> **WORK ITEM**
Please repeat, exactly and with nothing extra, the line containing "pub fn with_api_key(mut" and every line after it up to the end of the material.

Start of RECORDS PROVIDED

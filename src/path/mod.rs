pub mod ast;
pub mod lexer;
pub mod parser;

use std::fmt;
use std::str::FromStr;

use tracing::trace;

use crate::error::JsonLibError;

pub use ast::{CmpOp, FilterExpr, Operand, Pattern, Query, QueryRoot, Segment};

/// A compiled path expression such as `$.store.book[?(@.price < 10)].title`.
///
/// Compiling validates the syntax once; the result never changes and can be
/// reused against any number of documents.
#[derive(Debug, Clone, PartialEq)]
pub struct JsonPath {
    source: String,
    segments: Vec<Segment>,
}

impl JsonPath {
    /// Compile a path expression.
    pub fn compile(input: &str) -> Result<Self, JsonLibError> {
        let mut lex = lexer::Lexer::new(input);
        lex.tokenize()?;
        let segments = parser::Parser::new(lex.tokens).parse()?;
        trace!(path = input, segments = segments.len(), "compiled path");
        Ok(JsonPath {
            source: input.trim().to_string(),
            segments,
        })
    }

    pub fn segments(&self) -> &[Segment] {
        &self.segments
    }

    pub fn as_str(&self) -> &str {
        &self.source
    }

    /// True when the path is made only of keys and indices, so it can
    /// address at most one node and can be created when missing.
    pub fn is_singular(&self) -> bool {
        self.segments.iter().all(Segment::is_singular)
    }

    /// True for `$` (or the empty path).
    pub fn is_root(&self) -> bool {
        self.segments.is_empty()
    }
}

impl FromStr for JsonPath {
    type Err = JsonLibError;

    fn from_str(s: &str) -> Result<Self, Self::Err> {
        JsonPath::compile(s)
    }
}

impl fmt::Display for JsonPath {
    fn fmt(&self, f: &mut fmt::Formatter<'_>) -> fmt::Result {
        if self.source.is_empty() {
            f.write_str("$")
        } else {
            f.write_str(&self.source)
        }
    }
}

#[cfg(test)]
mod tests {
    use super::*;

    #[test]
    fn compile_identity() {
        let p = JsonPath::compile("$").unwrap();
        assert!(p.is_root());
        assert!(p.is_singular());
    }

    #[test]
    fn compile_nested_keys() {
        let p = JsonPath::compile("$.a.b.c").unwrap();
        assert_eq!(
            p.segments(),
            &[
                Segment::Key("a".into()),
                Segment::Key("b".into()),
                Segment::Key("c".into()),
            ]
        );
    }

    #[test]
    fn compile_complex_path() {
        let p = JsonPath::compile("$.spec.containers[0].image").unwrap();
        assert_eq!(
            p.segments(),
            &[
                Segment::Key("spec".into()),
                Segment::Key("containers".into()),
                Segment::Index(0),
                Segment::Key("image".into()),
            ]
        );
        assert!(p.is_singular());
    }

    #[test]
    fn wildcard_is_not_singular() {
        assert!(!JsonPath::compile("$.items[*].name").unwrap().is_singular());
        assert!(!JsonPath::compile("$..name").unwrap().is_singular());
        assert!(!JsonPath::compile("$[0,1]").unwrap().is_singular());
    }

    #[test]
    fn key_with_hyphens_and_underscores() {
        let p = JsonPath::compile("$.my-key.other_key").unwrap();
        assert_eq!(
            p.segments(),
            &[
                Segment::Key("my-key".into()),
                Segment::Key("other_key".into()),
            ]
        );
    }

    #[test]
    fn from_str_and_display() {
        let p: JsonPath = " $.a[0] ".parse().unwrap();
        assert_eq!(p.to_string(), "$.a[0]");
        assert_eq!(JsonPath::compile("").unwrap().to_string(), "$");
    }

    #[test]
    fn malformed_paths_error() {
        assert!(JsonPath::compile("$.a[").is_err());
        assert!(JsonPath::compile("$[?(@.a ==)]").is_err());
        assert!(JsonPath::compile("$['a'").is_err());
        assert!(JsonPath::compile("$ $").is_err());
    }
}
//! Request ledger trait and count filter

use async_trait::async_trait;
use chrono::{DateTime, Utc};

#[cfg(test)]
use mockall::automock;

use super::entity::ApiLogEntry;
use crate::domain::api_key::ApiKeyId;
use crate::domain::DomainError;

/// Filter for counting ledger entries
///
/// Both bounds are inclusive. `api_key_id: None` counts entries from every
/// caller of the route and method.
#[derive(Debug, Clone, PartialEq, Eq)]
pub struct LogCountQuery {
    pub api_key_id: Option<ApiKeyId>,
    pub route: String,
    pub http_method: String,
    pub from: DateTime<Utc>,
    pub to: DateTime<Utc>,
}

impl LogCountQuery {
    /// Count entries for a route and method across all keys
    pub fn for_method(
        route: impl Into<String>,
        http_method: impl Into<String>,
        from: DateTime<Utc>,
        to: DateTime<Utc>,
    ) -> Self {
        Self {
            api_key_id: None,
            route: route.into(),
            http_method: http_method.into(),
            from,
            to,
        }
    }

    /// Narrow the count to a single key
    pub fn with_api_key(mut self, api_key_id: ApiKeyId) -> Self {
        self.api_key_id = Some(api_key_id);
        self
    }

    /// Whether an entry falls inside this filter
    pub fn matches(&self, entry: &ApiLogEntry) -> bool {
        if let Some(ref key_id) = self.api_key_id {
            if entry.api_key_id.as_ref() != Some(key_id) {
                return false;
            }
        }

        entry.route == self.route
            && entry.http_method == self.http_method
            && entry.created_at >= self.from
            && entry.created_at <= self.to
    }
}

/// Append-only request ledger
///
/// `count` and `append` are each atomic against the store but are not
/// coordinated with one another.
#[cfg_attr(test, automock)]
#[async_trait]
pub trait ApiLogRepository: Send + Sync {
    /// Count entries matching the filter
    async fn count(&self, query: &LogCountQuery) -> Result<u64, DomainError>;

    /// Append an entry
    async fn append(&self, entry: ApiLogEntry) -> Result<(), DomainError>;

    /// Cheap connectivity probe used by readiness checks
    async fn ping(&self) -> Result<(), DomainError> {
        Ok(())
    }
}
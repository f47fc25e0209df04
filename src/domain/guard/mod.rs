//! Guard request, outcome and failure types

mod error;
mod outcome;
mod request;

pub use error::{GuardError, StoreKind};
pub use outcome::{Admission, GuardOutcome, Rejection, UnauthorizedReason};
pub use request::{GuardRequest, REDACTED};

End of RECORDS PROVIDED

> **COMPLETED TASK**
    pub fn with_api_key(mut self, api_key_id: ApiKeyId) -> Self {
        self.api_key_id = Some(api_key_id);
        self
    }

    /// Whether an entry falls inside this filter
    pub fn matches(&self, entry: &ApiLogEntry) -> bool {
        if let Some(ref key_id) = self.api_key_id {
            if entry.api_key_id.as_ref() != Some(key_id) {
                return false;
            }
        }

        entry.route == self.route
            && entry.http_method == self.http_method
            && entry.created_at >= self.from
            && entry.created_at <= self.to
    }
}

/// Append-only request ledger
///
/// `count` and `append` are each atomic against the store but are not
/// coordinated with one another.
#[cfg_attr(test, automock)]
#[async_trait]
pub trait ApiLogRepository: Send + Sync {
    /// Count entries matching the filter
    async fn count(&self, query: &LogCountQuery) -> Result<u64, DomainError>;

    /// Append an entry
    async fn append(&self, entry: ApiLogEntry) -> Result<(), DomainError>;

    /// Cheap connectivity probe used by readiness checks
    async fn ping(&self) -> Result<(), DomainError> {
        Ok(())
    }
}
repository f47fc25e0209df04
filename src/domain/guard/mod.rs
//! Guard request, outcome and failure types

mod error;
mod outcome;
mod request;

pub use error::{GuardError, StoreKind};
pub use outcome::{Admission, GuardOutcome, Rejection, UnauthorizedReason};
pub use request::{GuardRequest, REDACTED};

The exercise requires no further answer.